//! Route gating.
//!
//! The same allow-list and redirect rules are applied at two points:
//!
//! - [`RouteGuard::edge_check`] runs before any protected content is sent,
//!   using only the raw cookie value.
//! - [`RouteGuard::client_check`] runs after the session has bootstrapped,
//!   using the settled [`AuthState`].
//!
//! Neither check mutates anything; the same inputs always give the same
//! decision.

use crate::session::AuthState;
use crate::token;

/// Login page used when none (or an unusable one) is configured.
pub const DEFAULT_LOGIN_PATH: &str = "/login";

/// Paths that never require a session.
#[derive(Debug, Clone, PartialEq, Eq)]
pub struct PublicPaths {
    prefixes: Vec<String>,
}

impl PublicPaths {
    /// Build an allow-list from path prefixes.
    ///
    /// Trailing slashes are ignored; `"/"` alone would make every path public
    /// and is dropped.
    pub fn new<I, S>(prefixes: I) -> Self
    where
        I: IntoIterator<Item = S>,
        S: AsRef<str>,
    {
        let prefixes = prefixes
            .into_iter()
            .map(|p| p.as_ref().trim().trim_end_matches('/').to_string())
            .filter(|p| p.starts_with('/'))
            .collect();
        Self { prefixes }
    }

    /// Returns `true` if `path` is one of the prefixes or lies beneath one.
    ///
    /// Matching is per segment: `/login` covers `/login` and `/login/reset`
    /// but not `/loginx`.
    #[must_use]
    pub fn contains(&self, path: &str) -> bool {
        self.prefixes.iter().any(|prefix| {
            path.strip_prefix(prefix.as_str())
                .is_some_and(|rest| rest.is_empty() || rest.starts_with('/'))
        })
    }

    /// The configured prefixes.
    #[must_use]
    pub fn prefixes(&self) -> &[String] {
        &self.prefixes
    }
}

impl Default for PublicPaths {
    fn default() -> Self {
        Self::new([DEFAULT_LOGIN_PATH])
    }
}

/// Where to send an unauthenticated visitor.
#[derive(Debug, Clone, PartialEq, Eq)]
pub struct LoginRedirect {
    /// The login page path.
    pub login_path: String,
    /// The path the visitor asked for.
    pub from: String,
    /// Whether a session existed but had expired.
    pub expired: bool,
}

impl LoginRedirect {
    /// The redirect target, `/login?from=<path>[&expired=true]`.
    #[must_use]
    pub fn target(&self) -> String {
        let mut query = url::form_urlencoded::Serializer::new(String::new());
        query.append_pair("from", &self.from);
        if self.expired {
            query.append_pair("expired", "true");
        }
        format!("{}?{}", self.login_path, query.finish())
    }
}

/// Decision of the edge check.
#[derive(Debug, Clone, PartialEq, Eq)]
pub enum GuardDecision {
    /// Serve the requested content.
    Allow,
    /// Send the visitor to the login page.
    Redirect(LoginRedirect),
}

/// Decision of the client check.
#[derive(Debug, Clone, PartialEq, Eq)]
pub enum ClientDecision {
    /// The session is still bootstrapping; show a placeholder only.
    Loading,
    /// Render the protected content.
    Allow,
    /// Send the visitor to the login page.
    Redirect(LoginRedirect),
}

/// Route guard shared by the edge and client checks.
#[derive(Debug, Clone)]
pub struct RouteGuard {
    public: PublicPaths,
    login_path: String,
}

impl RouteGuard {
    /// Create a guard redirecting to `login_path`.
    ///
    /// The login path is always added to the allow-list, so the guard can
    /// never redirect the login page to itself.
    ///
    /// `login_path` is normalised to a single leading slash and no trailing
    /// slash. A path that normalises to `/` (or to nothing) would put every
    /// page behind a redirect to itself, so [`DEFAULT_LOGIN_PATH`] is used
    /// instead.
    pub fn new(public: PublicPaths, login_path: impl Into<String>) -> Self {
        let login_path = normalize_login_path(&login_path.into());
        let public = if public.contains(&login_path) {
            public
        } else {
            let mut prefixes = public.prefixes;
            prefixes.push(login_path.clone());
            PublicPaths::new(prefixes)
        };
        Self { public, login_path }
    }

    /// The allow-list in force.
    #[must_use]
    pub fn public_paths(&self) -> &PublicPaths {
        &self.public
    }

    /// The login page path.
    #[must_use]
    pub fn login_path(&self) -> &str {
        &self.login_path
    }

    /// Returns `true` if `path` needs no session.
    #[must_use]
    pub fn is_public(&self, path: &str) -> bool {
        self.public.contains(path)
    }

    fn redirect(&self, from: &str, expired: bool) -> LoginRedirect {
        LoginRedirect {
            login_path: self.login_path.clone(),
            from: from.to_string(),
            expired,
        }
    }

    /// Decide on a request for `path` carrying `cookie`, at time `now`.
    #[must_use]
    pub fn edge_check_at(&self, path: &str, cookie: Option<&str>, now: i64) -> GuardDecision {
        if self.is_public(path) {
            return GuardDecision::Allow;
        }

        let Some(token) = cookie.filter(|c| !c.is_empty()) else {
            tracing::debug!(path = %path, "No session cookie");
            return GuardDecision::Redirect(self.redirect(path, false));
        };

        if let Err(e) = token::check_expiry_at(token, now) {
            tracing::debug!(path = %path, error = %e, "Session cookie rejected");
            return GuardDecision::Redirect(self.redirect(path, true));
        }

        GuardDecision::Allow
    }

    /// Decide on a request for `path` carrying `cookie`.
    #[must_use]
    pub fn edge_check(&self, path: &str, cookie: Option<&str>) -> GuardDecision {
        self.edge_check_at(path, cookie, token::now())
    }

    /// Decide whether to render `path` given the session state.
    #[must_use]
    pub fn client_check(&self, path: &str, state: &AuthState) -> ClientDecision {
        if self.is_public(path) {
            return ClientDecision::Allow;
        }
        match state {
            AuthState::Checking => ClientDecision::Loading,
            AuthState::Unauthenticated => ClientDecision::Redirect(self.redirect(path, false)),
            AuthState::Authenticated { .. } => ClientDecision::Allow,
        }
    }
}

impl Default for RouteGuard {
    fn default() -> Self {
        Self::new(PublicPaths::default(), DEFAULT_LOGIN_PATH)
    }
}

fn normalize_login_path(path: &str) -> String {
    let trimmed = path.trim().trim_matches('/');
    if trimmed.is_empty() {
        tracing::warn!(login_path = %path, "Unusable login path, using default");
        return DEFAULT_LOGIN_PATH.to_string();
    }
    format!("/{trimmed}")
}

/// Where to go after signing in, given the requested `from`.
///
/// Only same-site absolute paths are kept. Anything else becomes `/`: other
/// origins, protocol-relative `//host` and `/\host` forms, and any value with
/// control characters (browsers drop tab, CR and LF while parsing, which
/// would turn `/<TAB>/host` into `//host`).
#[must_use]
pub fn return_path(from: Option<&str>) -> String {
    match from {
        Some(path)
            if path.starts_with('/')
                && !path.starts_with("//")
                && !path.starts_with("/\\")
                && !path.chars().any(char::is_control)
                && reqwest::header::HeaderValue::from_str(path).is_ok() =>
        {
            path.to_string()
        }
        _ => "/".to_string(),
    }
}

#[cfg(test)]
mod tests {
    use super::*;
    use crate::test_support::{sample_profile, token_expiring_at};

    const NOW: i64 = 1_750_000_000;

    #[test]
    fn public_paths_match_per_segment() {
        let public = PublicPaths::new(["/login", "/help/"]);
        assert!(public.contains("/login"));
        assert!(public.contains("/login/reset"));
        assert!(!public.contains("/loginx"));
        assert!(public.contains("/help"));
        assert!(public.contains("/help/faq"));
        assert!(!public.contains("/people"));
        assert!(!public.contains("/"));
    }

    #[test]
    fn root_prefix_is_ignored() {
        let public = PublicPaths::new(["/", "login"]);
        assert!(public.prefixes().is_empty());
        assert!(!public.contains("/people"));
    }

    #[test]
    fn guard_always_allows_its_login_page() {
        let guard = RouteGuard::new(PublicPaths::new(Vec::<String>::new()), "/signin");
        assert!(guard.is_public("/signin"));
        assert_eq!(guard.edge_check_at("/signin", None, NOW), GuardDecision::Allow);
        assert_eq!(
            guard.client_check("/signin", &AuthState::Unauthenticated),
            ClientDecision::Allow
        );
    }

    #[test]
    fn login_path_is_normalised() {
        let guard = RouteGuard::new(PublicPaths::default(), "signin/");
        assert_eq!(guard.login_path(), "/signin");
        assert!(guard.is_public("/signin"));

        for unusable in ["/", "", "  ", "//"] {
            let guard = RouteGuard::new(PublicPaths::new(Vec::<String>::new()), unusable);
            assert_eq!(guard.login_path(), DEFAULT_LOGIN_PATH, "{unusable:?}");
            assert_eq!(
                guard.edge_check_at("/login", None, NOW),
                GuardDecision::Allow
            );
        }
    }

    #[test]
    fn return_path_keeps_local_paths() {
        assert_eq!(return_path(Some("/people")), "/people");
        assert_eq!(return_path(Some("/people?q=ada")), "/people?q=ada");
        assert_eq!(return_path(Some("/people/7/edit")), "/people/7/edit");
    }

    #[test]
    fn return_path_rejects_offsite_targets() {
        assert_eq!(return_path(None), "/");
        assert_eq!(return_path(Some("")), "/");
        assert_eq!(return_path(Some("people")), "/");
        assert_eq!(return_path(Some("https://evil.example")), "/");
        assert_eq!(return_path(Some("//evil.example")), "/");
        assert_eq!(return_path(Some("/\\evil.example")), "/");
        assert_eq!(return_path(Some("/\t/evil.example")), "/");
        assert_eq!(return_path(Some("/\r\n/evil.example")), "/");
    }

    #[test]
    fn return_path_rejects_control_characters() {
        assert_eq!(return_path(Some("/people\n")), "/");
        assert_eq!(return_path(Some("/people\u{0}")), "/");
        assert_eq!(return_path(Some("/people\u{7f}")), "/");
    }

    #[test]
    fn missing_cookie_redirects() {
        let guard = RouteGuard::default();
        let decision = guard.edge_check_at("/people", None, NOW);
        let GuardDecision::Redirect(redirect) = decision else {
            panic!("expected redirect");
        };
        assert_eq!(redirect.from, "/people");
        assert!(!redirect.expired);
        assert_eq!(redirect.target(), "/login?from=%2Fpeople");
    }

    #[test]
    fn empty_cookie_is_missing() {
        let guard = RouteGuard::default();
        assert_eq!(
            guard.edge_check_at("/people", Some(""), NOW),
            guard.edge_check_at("/people", None, NOW)
        );
    }

    #[test]
    fn expired_cookie_redirects_with_flag() {
        let guard = RouteGuard::default();
        let token = token_expiring_at(NOW - 10);
        let GuardDecision::Redirect(redirect) = guard.edge_check_at("/people", Some(&token), NOW)
        else {
            panic!("expected redirect");
        };
        assert!(redirect.expired);
        assert_eq!(redirect.target(), "/login?from=%2Fpeople&expired=true");
    }

    #[test]
    fn malformed_cookie_counts_as_expired() {
        let guard = RouteGuard::default();
        let GuardDecision::Redirect(redirect) =
            guard.edge_check_at("/people", Some("not-a-token"), NOW)
        else {
            panic!("expected redirect");
        };
        assert!(redirect.expired);
    }

    #[test]
    fn valid_cookie_allows() {
        let guard = RouteGuard::default();
        let token = token_expiring_at(NOW + 3600);
        assert_eq!(
            guard.edge_check_at("/people", Some(&token), NOW),
            GuardDecision::Allow
        );
    }

    #[test]
    fn public_path_allows_without_cookie() {
        let guard = RouteGuard::default();
        assert_eq!(guard.edge_check_at("/login", None, NOW), GuardDecision::Allow);
        assert_eq!(
            guard.edge_check_at("/login", Some("garbage"), NOW),
            GuardDecision::Allow
        );
    }

    #[test]
    fn edge_check_is_repeatable() {
        let guard = RouteGuard::default();
        let valid = token_expiring_at(NOW + 60);
        let expired = token_expiring_at(NOW - 60);
        let inputs: [(&str, Option<&str>); 5] = [
            ("/people", None),
            ("/people", Some(&valid)),
            ("/people", Some(&expired)),
            ("/login", None),
            ("/monitoring", Some("x.y")),
        ];

        for (path, cookie) in inputs {
            let first = guard.edge_check_at(path, cookie, NOW);
            let second = guard.edge_check_at(path, cookie, NOW);
            assert_eq!(first, second, "{path} {cookie:?}");
        }
    }

    #[test]
    fn redirect_target_encodes_query_paths() {
        let redirect = LoginRedirect {
            login_path: "/login".into(),
            from: "/people?q=a b&x=1".into(),
            expired: false,
        };
        assert_eq!(
            redirect.target(),
            "/login?from=%2Fpeople%3Fq%3Da+b%26x%3D1"
        );
    }

    #[test]
    fn client_check_follows_state() {
        let guard = RouteGuard::default();
        assert_eq!(
            guard.client_check("/people", &AuthState::Checking),
            ClientDecision::Loading
        );
        assert_eq!(
            guard.client_check(
                "/people",
                &AuthState::Authenticated {
                    user: Some(sample_profile())
                }
            ),
            ClientDecision::Allow
        );

        let ClientDecision::Redirect(redirect) =
            guard.client_check("/people", &AuthState::Unauthenticated)
        else {
            panic!("expected redirect");
        };
        assert_eq!(redirect.target(), "/login?from=%2Fpeople");
    }
}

## EXERCISE
Your reply must consist of the number of lines in the material above that include "Returns", and nothing else.

## ANSWER TO THIS PROBLEM
2